//! Node-table rendering for mesh managers that publish Babel ETX metrics.
//!
//! The ETX column always shows the metric exactly as the router reports it;
//! see [`formatting::format_etx`].

pub mod etx;
pub mod export;
pub mod formatting;
pub mod model;
pub mod report;
pub mod sources;
pub mod summary;
pub mod table;
use std::fmt::Display;

/// Cell text shown when a node has no ETX value.
pub const ETX_PLACEHOLDER: &str = "\u{2014}";

/// Renders an ETX cell. The metric is shown exactly as received; only a
/// missing value maps to the placeholder, so `Some(0)` stays `"0"`.
pub fn format_etx<N: Display>(value: Option<N>) -> String {
    value.map_or_else(|| ETX_PLACEHOLDER.to_string(), |metric| metric.to_string())
}

pub fn format_count(value: usize) -> String {
    if value == 0 {
        "-".to_string()
    } else {
        value.to_string()
    }
}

Exercise prompt. Some lines contain the word "table". Pull each one out of the listing.

Exercise solution.
//! Node-table rendering for mesh managers that publish Babel ETX metrics.
pub mod table;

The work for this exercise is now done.